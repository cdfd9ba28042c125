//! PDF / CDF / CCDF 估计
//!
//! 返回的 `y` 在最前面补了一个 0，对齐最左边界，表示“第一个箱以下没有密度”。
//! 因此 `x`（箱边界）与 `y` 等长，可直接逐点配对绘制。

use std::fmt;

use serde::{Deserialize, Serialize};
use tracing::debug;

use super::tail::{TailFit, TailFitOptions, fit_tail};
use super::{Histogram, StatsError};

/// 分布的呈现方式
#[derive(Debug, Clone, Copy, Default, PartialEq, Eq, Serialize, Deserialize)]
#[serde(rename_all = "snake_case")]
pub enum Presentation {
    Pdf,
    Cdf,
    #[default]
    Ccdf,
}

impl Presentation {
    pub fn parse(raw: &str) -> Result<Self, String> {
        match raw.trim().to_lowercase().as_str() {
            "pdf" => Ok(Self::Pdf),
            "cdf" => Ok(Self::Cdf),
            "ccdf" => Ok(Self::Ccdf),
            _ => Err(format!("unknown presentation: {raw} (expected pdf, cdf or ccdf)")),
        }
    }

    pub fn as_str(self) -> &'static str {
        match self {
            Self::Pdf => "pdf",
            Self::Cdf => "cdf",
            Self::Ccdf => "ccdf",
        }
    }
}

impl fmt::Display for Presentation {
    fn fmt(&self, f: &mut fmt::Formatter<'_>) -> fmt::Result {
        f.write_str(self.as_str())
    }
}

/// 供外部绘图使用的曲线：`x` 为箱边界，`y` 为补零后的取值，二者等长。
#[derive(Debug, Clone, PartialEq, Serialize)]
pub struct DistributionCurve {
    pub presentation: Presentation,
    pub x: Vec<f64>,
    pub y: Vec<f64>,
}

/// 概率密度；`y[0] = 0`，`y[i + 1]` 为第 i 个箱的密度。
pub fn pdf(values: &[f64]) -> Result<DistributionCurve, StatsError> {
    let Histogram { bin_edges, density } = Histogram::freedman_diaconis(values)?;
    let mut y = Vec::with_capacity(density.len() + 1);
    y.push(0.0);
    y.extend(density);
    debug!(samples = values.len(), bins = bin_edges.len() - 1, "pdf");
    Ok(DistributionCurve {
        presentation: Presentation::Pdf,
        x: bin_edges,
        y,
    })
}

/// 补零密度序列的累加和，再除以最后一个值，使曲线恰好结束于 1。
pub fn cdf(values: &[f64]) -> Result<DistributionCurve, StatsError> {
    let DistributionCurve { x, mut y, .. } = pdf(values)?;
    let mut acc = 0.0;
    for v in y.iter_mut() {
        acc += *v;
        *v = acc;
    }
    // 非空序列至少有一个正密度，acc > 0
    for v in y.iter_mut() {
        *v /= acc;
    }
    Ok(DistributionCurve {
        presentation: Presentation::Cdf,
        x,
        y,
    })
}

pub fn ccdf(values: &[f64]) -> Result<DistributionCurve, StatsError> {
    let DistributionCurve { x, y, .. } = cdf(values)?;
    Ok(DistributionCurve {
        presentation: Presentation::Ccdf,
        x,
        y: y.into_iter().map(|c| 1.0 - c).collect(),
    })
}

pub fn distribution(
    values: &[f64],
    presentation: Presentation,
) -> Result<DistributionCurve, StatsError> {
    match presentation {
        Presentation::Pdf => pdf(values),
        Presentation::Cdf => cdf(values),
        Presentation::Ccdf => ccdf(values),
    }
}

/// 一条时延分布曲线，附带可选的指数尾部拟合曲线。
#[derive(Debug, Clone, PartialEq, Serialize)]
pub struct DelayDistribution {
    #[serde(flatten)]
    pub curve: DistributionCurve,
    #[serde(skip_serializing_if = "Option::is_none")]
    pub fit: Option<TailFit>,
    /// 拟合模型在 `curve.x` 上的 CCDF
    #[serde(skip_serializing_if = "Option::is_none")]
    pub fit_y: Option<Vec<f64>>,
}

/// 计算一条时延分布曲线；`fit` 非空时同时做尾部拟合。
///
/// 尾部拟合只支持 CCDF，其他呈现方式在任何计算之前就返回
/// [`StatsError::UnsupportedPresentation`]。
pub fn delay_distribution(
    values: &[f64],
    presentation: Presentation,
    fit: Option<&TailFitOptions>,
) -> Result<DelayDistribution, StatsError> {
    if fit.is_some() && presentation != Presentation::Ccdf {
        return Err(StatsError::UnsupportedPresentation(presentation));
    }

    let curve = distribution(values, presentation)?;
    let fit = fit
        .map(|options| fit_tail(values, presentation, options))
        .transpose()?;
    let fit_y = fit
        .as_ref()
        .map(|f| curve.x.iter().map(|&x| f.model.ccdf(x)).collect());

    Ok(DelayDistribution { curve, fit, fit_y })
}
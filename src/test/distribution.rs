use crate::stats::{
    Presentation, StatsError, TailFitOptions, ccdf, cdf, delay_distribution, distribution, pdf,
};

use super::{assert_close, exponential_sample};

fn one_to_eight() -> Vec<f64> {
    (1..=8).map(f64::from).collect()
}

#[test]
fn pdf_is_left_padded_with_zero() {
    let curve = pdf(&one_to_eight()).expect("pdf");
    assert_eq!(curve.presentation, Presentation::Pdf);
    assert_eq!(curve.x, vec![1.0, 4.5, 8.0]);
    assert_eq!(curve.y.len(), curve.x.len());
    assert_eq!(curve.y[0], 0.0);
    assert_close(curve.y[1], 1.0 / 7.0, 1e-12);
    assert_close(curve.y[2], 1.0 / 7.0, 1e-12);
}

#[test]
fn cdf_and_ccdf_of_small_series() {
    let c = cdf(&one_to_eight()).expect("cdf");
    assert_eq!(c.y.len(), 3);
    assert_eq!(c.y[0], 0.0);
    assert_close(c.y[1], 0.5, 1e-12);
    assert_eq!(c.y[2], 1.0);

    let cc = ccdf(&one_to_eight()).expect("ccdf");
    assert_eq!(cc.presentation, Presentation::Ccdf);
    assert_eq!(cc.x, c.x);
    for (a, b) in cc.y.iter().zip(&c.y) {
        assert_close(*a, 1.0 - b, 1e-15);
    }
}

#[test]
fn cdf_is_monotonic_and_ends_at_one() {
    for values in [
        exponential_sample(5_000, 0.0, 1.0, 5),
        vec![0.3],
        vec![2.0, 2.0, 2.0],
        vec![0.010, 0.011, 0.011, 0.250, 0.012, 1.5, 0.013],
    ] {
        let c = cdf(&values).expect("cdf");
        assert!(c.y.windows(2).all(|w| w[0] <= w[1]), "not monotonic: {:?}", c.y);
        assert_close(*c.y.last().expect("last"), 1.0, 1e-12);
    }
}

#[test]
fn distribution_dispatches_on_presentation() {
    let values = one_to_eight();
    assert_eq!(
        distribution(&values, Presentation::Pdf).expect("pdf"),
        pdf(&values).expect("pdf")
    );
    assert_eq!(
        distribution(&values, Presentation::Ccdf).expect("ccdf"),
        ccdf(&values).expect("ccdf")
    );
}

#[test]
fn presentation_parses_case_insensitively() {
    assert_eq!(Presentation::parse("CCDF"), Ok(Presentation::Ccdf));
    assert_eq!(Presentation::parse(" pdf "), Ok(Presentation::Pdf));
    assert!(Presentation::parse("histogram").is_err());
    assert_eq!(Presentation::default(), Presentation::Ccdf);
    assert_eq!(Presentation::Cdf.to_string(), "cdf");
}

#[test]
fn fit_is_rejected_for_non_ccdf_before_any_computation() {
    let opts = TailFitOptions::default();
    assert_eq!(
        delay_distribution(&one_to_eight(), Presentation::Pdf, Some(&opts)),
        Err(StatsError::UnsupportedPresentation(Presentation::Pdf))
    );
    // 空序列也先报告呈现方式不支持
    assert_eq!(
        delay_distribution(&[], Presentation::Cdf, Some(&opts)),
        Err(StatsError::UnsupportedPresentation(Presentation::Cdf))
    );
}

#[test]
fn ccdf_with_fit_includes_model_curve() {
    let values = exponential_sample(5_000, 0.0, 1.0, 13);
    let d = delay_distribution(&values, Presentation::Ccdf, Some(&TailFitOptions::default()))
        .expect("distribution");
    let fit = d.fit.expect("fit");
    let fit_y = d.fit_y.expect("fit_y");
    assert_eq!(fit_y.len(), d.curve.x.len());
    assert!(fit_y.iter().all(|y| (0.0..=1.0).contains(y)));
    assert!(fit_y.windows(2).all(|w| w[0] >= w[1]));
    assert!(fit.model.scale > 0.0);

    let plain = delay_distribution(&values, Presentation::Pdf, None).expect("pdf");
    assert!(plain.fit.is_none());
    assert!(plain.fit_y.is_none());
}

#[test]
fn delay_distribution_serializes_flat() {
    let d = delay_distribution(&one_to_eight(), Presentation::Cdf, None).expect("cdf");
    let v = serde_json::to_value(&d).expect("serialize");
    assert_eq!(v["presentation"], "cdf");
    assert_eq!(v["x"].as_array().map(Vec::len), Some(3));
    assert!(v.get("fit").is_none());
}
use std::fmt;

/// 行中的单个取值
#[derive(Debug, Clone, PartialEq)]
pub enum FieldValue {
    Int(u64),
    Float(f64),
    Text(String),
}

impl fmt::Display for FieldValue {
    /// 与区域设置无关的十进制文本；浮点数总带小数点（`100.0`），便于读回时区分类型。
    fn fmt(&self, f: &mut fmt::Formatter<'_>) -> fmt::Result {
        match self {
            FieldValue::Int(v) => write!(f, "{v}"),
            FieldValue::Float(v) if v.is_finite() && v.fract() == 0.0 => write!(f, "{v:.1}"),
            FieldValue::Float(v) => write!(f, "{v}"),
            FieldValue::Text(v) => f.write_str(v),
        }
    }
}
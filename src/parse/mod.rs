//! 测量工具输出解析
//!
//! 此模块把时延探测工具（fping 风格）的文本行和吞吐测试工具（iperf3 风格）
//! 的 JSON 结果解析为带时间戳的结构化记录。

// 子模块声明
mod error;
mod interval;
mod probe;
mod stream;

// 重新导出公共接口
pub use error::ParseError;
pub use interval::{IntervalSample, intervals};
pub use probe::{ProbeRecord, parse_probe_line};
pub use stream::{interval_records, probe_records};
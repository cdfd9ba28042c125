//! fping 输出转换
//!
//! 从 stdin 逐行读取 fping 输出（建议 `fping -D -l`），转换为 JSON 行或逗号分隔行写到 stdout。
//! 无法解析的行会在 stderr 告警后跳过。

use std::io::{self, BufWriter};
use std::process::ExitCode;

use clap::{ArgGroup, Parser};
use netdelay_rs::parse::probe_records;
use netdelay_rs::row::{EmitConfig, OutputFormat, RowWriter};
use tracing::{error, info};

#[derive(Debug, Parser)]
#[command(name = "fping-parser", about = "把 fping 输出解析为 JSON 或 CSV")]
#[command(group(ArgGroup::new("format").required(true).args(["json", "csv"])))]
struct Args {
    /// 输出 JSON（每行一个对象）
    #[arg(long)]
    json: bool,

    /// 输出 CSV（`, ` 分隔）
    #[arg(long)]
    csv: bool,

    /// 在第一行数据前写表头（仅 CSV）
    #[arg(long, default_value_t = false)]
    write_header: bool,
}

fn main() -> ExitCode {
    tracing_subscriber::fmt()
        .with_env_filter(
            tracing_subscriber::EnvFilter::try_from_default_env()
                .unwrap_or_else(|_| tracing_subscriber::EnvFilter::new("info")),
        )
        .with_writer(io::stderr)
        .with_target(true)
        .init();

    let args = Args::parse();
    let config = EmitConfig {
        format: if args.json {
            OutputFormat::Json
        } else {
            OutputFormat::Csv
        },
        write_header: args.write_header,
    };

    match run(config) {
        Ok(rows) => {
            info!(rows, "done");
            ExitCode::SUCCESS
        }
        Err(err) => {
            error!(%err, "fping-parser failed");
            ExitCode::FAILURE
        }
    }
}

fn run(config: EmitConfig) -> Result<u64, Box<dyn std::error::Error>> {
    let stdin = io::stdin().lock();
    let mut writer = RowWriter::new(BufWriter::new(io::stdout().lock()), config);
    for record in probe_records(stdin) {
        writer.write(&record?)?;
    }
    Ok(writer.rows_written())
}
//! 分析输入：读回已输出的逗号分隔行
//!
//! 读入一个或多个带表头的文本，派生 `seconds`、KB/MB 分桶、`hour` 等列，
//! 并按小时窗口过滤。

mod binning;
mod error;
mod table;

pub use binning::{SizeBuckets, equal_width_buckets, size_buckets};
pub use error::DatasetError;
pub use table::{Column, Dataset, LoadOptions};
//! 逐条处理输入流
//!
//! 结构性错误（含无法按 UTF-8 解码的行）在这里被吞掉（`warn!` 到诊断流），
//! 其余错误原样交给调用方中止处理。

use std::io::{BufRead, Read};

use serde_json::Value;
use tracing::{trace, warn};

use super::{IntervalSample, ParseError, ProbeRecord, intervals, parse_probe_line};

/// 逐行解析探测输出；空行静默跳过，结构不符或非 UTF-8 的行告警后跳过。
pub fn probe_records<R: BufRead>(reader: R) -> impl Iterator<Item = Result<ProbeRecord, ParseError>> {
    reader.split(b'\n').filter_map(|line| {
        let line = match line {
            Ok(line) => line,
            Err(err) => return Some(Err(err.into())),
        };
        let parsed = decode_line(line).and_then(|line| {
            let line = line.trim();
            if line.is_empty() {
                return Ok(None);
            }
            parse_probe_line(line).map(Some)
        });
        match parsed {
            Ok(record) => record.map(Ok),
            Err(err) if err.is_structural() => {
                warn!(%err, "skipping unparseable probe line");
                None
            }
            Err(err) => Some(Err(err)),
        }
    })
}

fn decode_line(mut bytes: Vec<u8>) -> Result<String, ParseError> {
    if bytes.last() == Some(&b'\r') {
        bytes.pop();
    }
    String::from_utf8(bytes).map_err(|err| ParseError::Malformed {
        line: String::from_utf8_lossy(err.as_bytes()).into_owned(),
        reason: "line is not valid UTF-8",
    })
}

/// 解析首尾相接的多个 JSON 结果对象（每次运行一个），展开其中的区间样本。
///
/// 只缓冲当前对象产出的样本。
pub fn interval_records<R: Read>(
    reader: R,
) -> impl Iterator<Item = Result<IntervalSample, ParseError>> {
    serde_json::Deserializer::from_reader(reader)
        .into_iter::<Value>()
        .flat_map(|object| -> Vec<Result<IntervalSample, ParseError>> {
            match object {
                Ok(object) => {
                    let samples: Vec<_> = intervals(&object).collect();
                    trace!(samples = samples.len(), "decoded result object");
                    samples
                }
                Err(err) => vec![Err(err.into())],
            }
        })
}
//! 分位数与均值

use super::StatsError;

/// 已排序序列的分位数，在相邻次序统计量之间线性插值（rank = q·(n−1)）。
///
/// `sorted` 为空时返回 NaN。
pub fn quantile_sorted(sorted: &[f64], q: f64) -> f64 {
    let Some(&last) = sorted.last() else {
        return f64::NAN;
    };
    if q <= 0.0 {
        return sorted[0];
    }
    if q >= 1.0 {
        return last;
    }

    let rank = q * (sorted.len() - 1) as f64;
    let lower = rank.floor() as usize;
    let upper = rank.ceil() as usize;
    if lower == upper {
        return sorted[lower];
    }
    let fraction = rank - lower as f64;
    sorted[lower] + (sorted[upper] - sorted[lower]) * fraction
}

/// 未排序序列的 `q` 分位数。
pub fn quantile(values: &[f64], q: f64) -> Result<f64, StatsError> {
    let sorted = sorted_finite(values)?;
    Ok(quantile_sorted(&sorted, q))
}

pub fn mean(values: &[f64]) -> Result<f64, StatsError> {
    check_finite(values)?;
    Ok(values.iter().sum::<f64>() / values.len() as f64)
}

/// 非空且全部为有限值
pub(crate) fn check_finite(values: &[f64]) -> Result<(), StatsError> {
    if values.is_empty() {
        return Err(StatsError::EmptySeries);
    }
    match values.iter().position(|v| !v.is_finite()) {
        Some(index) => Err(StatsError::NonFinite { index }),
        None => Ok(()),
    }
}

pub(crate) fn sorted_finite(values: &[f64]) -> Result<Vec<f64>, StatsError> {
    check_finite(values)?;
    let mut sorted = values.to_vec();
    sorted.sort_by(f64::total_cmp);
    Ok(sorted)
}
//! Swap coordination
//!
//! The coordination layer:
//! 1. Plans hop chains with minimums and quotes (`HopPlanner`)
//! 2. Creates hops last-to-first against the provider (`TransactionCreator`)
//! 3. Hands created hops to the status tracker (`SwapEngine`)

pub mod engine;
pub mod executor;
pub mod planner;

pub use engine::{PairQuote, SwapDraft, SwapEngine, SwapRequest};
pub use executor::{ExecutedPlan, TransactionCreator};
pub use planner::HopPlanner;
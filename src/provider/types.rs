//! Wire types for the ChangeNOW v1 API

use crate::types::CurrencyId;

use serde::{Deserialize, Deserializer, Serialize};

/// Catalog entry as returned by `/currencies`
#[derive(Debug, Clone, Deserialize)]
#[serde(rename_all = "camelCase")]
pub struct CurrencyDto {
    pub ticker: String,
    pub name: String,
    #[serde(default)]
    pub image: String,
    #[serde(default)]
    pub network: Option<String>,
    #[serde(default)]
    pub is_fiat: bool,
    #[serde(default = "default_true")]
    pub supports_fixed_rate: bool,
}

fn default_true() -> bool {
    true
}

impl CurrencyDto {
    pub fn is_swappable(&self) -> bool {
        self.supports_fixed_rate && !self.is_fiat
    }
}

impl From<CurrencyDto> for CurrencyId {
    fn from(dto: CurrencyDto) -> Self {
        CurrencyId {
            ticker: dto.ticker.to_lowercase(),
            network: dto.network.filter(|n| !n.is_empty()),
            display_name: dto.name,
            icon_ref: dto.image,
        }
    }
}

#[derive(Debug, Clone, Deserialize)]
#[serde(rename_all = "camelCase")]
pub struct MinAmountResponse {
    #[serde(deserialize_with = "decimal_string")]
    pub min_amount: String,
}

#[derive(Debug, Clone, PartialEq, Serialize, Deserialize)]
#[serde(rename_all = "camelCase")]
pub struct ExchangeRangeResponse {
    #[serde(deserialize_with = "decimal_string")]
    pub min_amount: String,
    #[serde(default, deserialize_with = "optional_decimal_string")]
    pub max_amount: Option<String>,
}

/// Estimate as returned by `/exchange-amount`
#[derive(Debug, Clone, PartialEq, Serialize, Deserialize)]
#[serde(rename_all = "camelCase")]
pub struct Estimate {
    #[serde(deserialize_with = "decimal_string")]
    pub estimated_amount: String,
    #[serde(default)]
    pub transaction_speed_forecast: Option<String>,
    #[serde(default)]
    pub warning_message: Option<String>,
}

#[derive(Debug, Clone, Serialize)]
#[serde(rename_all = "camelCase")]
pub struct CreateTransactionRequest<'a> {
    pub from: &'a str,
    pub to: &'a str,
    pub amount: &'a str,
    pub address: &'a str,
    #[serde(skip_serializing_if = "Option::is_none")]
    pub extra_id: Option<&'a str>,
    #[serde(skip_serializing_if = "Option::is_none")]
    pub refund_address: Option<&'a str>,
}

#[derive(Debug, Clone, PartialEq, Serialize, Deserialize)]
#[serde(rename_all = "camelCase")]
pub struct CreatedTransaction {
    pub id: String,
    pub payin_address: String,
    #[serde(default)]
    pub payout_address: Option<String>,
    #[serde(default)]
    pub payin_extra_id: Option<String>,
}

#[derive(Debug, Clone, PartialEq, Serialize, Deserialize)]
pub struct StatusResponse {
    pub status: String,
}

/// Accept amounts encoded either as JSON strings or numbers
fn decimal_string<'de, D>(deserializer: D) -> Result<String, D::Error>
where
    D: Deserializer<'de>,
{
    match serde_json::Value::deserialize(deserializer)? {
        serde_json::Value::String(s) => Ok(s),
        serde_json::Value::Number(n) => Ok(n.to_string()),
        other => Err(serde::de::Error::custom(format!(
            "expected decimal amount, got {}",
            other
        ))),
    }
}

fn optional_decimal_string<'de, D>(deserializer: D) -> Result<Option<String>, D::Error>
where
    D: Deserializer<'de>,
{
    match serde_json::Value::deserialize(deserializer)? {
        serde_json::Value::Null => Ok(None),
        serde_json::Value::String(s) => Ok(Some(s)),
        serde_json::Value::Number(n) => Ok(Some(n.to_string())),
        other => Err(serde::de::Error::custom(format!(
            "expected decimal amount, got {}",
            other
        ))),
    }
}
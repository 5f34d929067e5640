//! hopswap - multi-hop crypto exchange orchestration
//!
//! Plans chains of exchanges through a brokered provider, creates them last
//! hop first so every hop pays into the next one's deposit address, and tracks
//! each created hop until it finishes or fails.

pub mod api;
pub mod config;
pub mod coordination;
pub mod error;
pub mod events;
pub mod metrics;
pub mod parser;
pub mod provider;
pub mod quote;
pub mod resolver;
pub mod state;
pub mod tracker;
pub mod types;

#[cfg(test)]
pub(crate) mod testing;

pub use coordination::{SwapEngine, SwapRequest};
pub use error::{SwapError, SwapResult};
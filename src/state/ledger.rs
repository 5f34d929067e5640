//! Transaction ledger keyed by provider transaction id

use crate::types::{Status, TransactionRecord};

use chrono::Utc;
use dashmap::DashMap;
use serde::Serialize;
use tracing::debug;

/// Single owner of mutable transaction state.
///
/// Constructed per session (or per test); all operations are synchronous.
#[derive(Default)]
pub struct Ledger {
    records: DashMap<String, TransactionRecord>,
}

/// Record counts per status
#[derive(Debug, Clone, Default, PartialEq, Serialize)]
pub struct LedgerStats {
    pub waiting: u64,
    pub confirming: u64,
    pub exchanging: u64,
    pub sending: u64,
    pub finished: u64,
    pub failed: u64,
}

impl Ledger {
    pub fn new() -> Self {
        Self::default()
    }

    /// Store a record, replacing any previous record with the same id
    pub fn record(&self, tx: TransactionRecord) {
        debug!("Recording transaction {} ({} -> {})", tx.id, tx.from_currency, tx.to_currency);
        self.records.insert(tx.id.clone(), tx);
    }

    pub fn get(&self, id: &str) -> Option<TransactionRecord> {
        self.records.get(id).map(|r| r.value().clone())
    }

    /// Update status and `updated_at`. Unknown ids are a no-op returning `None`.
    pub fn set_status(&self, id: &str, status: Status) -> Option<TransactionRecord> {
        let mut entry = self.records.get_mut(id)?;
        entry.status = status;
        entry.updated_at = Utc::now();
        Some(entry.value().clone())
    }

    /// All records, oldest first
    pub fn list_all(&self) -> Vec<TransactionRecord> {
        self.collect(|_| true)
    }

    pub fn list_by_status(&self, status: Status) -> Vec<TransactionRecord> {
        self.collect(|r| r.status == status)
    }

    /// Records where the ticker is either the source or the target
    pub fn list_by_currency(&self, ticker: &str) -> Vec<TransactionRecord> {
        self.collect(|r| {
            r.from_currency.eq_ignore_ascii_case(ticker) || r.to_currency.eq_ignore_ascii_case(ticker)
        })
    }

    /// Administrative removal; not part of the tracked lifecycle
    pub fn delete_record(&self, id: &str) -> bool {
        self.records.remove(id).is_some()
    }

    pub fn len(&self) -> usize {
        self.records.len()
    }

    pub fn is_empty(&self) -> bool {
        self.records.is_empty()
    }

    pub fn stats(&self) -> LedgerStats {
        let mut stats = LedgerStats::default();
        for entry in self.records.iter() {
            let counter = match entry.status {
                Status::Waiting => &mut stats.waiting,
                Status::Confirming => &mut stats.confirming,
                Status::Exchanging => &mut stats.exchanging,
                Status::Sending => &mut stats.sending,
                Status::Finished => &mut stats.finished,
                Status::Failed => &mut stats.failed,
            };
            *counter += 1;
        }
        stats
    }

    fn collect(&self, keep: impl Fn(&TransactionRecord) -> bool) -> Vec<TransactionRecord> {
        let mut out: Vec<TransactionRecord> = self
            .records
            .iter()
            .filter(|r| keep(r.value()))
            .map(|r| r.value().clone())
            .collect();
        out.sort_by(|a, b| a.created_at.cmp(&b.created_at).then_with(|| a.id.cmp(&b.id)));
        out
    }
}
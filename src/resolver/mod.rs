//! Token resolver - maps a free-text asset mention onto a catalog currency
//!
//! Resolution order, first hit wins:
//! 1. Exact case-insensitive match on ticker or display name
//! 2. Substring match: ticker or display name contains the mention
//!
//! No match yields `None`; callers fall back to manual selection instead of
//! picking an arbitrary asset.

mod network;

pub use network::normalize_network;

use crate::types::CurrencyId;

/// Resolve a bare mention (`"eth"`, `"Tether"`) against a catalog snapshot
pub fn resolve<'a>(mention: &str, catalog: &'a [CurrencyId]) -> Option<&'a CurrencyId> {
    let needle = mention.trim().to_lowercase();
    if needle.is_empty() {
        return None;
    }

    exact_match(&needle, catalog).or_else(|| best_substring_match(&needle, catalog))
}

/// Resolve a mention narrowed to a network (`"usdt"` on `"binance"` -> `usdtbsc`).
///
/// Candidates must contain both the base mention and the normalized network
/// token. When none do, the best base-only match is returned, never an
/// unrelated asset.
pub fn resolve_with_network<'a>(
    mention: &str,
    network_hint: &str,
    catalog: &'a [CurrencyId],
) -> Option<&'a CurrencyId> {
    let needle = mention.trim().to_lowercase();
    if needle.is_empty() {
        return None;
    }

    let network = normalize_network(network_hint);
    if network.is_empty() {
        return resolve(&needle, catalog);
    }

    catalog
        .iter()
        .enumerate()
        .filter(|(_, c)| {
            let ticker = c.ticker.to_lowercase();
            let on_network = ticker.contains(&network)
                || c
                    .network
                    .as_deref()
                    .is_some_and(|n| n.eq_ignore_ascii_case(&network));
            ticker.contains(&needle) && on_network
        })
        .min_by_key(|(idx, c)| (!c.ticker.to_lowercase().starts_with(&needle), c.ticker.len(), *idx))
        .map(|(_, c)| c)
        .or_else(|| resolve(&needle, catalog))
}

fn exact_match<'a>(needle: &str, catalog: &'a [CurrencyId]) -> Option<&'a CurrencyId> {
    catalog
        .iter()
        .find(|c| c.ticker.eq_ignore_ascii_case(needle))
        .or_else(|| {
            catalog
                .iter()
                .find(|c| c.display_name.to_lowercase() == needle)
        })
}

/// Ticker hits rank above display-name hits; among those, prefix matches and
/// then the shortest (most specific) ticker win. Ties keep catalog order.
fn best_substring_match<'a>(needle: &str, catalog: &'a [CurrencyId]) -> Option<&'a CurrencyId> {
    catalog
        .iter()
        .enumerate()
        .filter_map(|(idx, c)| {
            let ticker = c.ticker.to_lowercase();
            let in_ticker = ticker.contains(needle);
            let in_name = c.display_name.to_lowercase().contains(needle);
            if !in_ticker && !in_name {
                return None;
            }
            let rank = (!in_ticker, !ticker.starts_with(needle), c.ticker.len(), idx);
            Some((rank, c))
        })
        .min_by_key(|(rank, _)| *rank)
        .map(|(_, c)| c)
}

* * *

**Assignment**. Within the material above, copy exactly the lines from the line that holds "y.extend(density);" up to and including the line that holds "pub fn cdf(values: &[f64])".

**Answer area**.
    y.extend(density);
    debug!(samples = values.len(), bins = bin_edges.len() - 1, "pdf");
    Ok(DistributionCurve {
        presentation: Presentation::Pdf,
        x: bin_edges,
        y,
    })
}

/// 补零密度序列的累加和，再除以最后一个值，使曲线恰好结束于 1。
pub fn cdf(values: &[f64]) -> Result<DistributionCurve, StatsError> {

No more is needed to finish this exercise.